Terrorism, Organized Crime and Narcotrafficking To Be Subject of Global Issues Lecture Series Presentation

Nov. 14, 2006

by Angela Best, student newswriter, (254) 710-1961

Dr. Andrés Fontana will present a lecture titled "Terrorism, Organized Crime and Narcotrafficking as Major Threats in Latin America's Southern Cone" as part of the Global Issues Lecture Series from 4 to 5 p.m. Thursday, Nov. 16, in Room 116 of the Draper Academic Building on the Baylor University Campus.

Fontana, professor of political science, director of international cooperation at the Universidad Nacional de La Matanza and dean of graduate studies at the Universidad de Belgrano, teaches international security at the Foreign Service Institute and has been a fellow at the Social Science Research Council, the Kellogg Institute for International Studies at the University of Notre Dame and the King's College at the University of London.

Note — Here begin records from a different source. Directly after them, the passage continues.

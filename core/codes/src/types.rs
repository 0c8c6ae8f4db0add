use crate::constants::BEEFCODE;
use std::fmt;
use utils::{bytes_to_words, words_to_bytes};

/// One cheat code row: address word and value word.
#[derive(Debug, Clone, Copy, PartialEq, Eq, Hash, Default)]
pub struct Code {
    pub addr: u32,
    pub val: u32,
}

impl Code {
    pub const fn new(addr: u32, val: u32) -> Self {
        Self { addr, val }
    }

    /// Command nibble: top 4 bits of the address.
    pub fn command(&self) -> usize {
        (self.addr >> 28) as usize
    }

    /// `BEEFC0DE` or `BEEFC0DF`.
    pub fn is_beefcode(&self) -> bool {
        self.addr & !1 == BEEFCODE
    }

    /// Address then value, each little-endian.
    pub fn to_bytes(self) -> [u8; 8] {
        let mut bytes = [0u8; 8];
        words_to_bytes(&[self.addr, self.val], &mut bytes);
        bytes
    }

    pub fn from_bytes(bytes: &[u8; 8]) -> Self {
        let mut words = [0u32; 2];
        bytes_to_words(bytes, &mut words);
        Self::new(words[0], words[1])
    }
}

impl fmt::Display for Code {
    fn fmt(&self, f: &mut fmt::Formatter<'_>) -> fmt::Result {
        write!(f, "{:08X} {:08X}", self.addr, self.val)
    }
}

/// Encryption currently applied to the code stream.
#[derive(Debug, Clone, Copy, PartialEq, Eq, Default)]
pub enum Mode {
    #[default]
    Raw,
    V1,
    V7,
}

/// How a session starts out.
#[derive(Debug, Clone, Copy, PartialEq, Eq, Default)]
pub enum DecryptMode {
    /// Start raw and switch on what the stream contains.
    #[default]
    Detect,
    /// Start in V7 with the key of `BEEFC0DE 00000000`, as used by
    /// CMGSCCC.com code lists.
    CommonV7,
}

/// 20-byte ARCFOUR key, kept as five little-endian words.
#[derive(Debug, Clone, Copy, PartialEq, Eq, Default)]
pub struct KeyMaterial(pub [u32; 5]);

impl KeyMaterial {
    pub fn to_bytes(&self) -> [u8; 20] {
        let mut bytes = [0u8; 20];
        words_to_bytes(&self.0, &mut bytes);
        bytes
    }

    pub fn from_bytes(bytes: &[u8; 20]) -> Self {
        let mut words = [0u32; 5];
        bytes_to_words(bytes, &mut words);
        Self(words)
    }
}

pub const SEED_TABLE_SIZE: usize = 256;
pub const SEED_TABLE_WORDS: usize = SEED_TABLE_SIZE / 4;

/// Five 256-byte V7 seed tables.
///
/// Stored as bytes because ARCFOUR and the key derivation work on bytes; the
/// mixing network reads each table as 64 little-endian words.
#[derive(Clone, PartialEq, Eq)]
pub struct SeedTables([[u8; SEED_TABLE_SIZE]; 5]);

impl SeedTables {
    pub const fn zeroed() -> Self {
        Self([[0; SEED_TABLE_SIZE]; 5])
    }

    pub const fn from_tables(tables: [[u8; SEED_TABLE_SIZE]; 5]) -> Self {
        Self(tables)
    }

    pub fn table(&self, index: usize) -> &[u8; SEED_TABLE_SIZE] {
        &self.0[index]
    }

    pub fn table_mut(&mut self, index: usize) -> &mut [u8; SEED_TABLE_SIZE] {
        &mut self.0[index]
    }

    pub fn words(&self, index: usize) -> [u32; SEED_TABLE_WORDS] {
        let mut words = [0u32; SEED_TABLE_WORDS];
        bytes_to_words(&self.0[index], &mut words);
        words
    }

    /// All 1280 bytes, table 0 first.
    pub fn as_bytes(&self) -> &[u8] {
        self.0.as_flattened()
    }

    pub fn as_bytes_mut(&mut self) -> &mut [u8] {
        self.0.as_flattened_mut()
    }
}

impl Default for SeedTables {
    fn default() -> Self {
        Self::zeroed()
    }
}

impl fmt::Debug for SeedTables {
    fn fmt(&self, f: &mut fmt::Formatter<'_>) -> fmt::Result {
        let heads: Vec<u32> = (0..5).map(|i| self.words(i)[0]).collect();
        f.debug_struct("SeedTables").field("first_words", &heads).finish()
    }
}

The topic of Fontana's lecture will encompass the state capability of facing terrorism in Mercosur countries (Brazil, Argentina, Uruguay, Paraguay and Venezuela). He will analyze legislation, regional cooperation, security forces missions, public officers, civil society perceptions and other dimensions of the capacities and preconditions of the major findings.

"In today's globalized world, it is important to be informed about not only specific area issues, but also how they relate to each other within the global context," said Dr. Lizbeth Souza-Fuertes, director of Latin American Studies. "Terrorism, organized crime and drug trafficking are current problems that many countries face and that are many times interconnected at the global level."

Fontana's previous work deals with cooperative security, the new roles of NATO, the emergence of new threats in the Western Hemisphere and civil-military relations in democratic transitions.

The lecture is sponsored by the Center for International Education and Latin American Studies.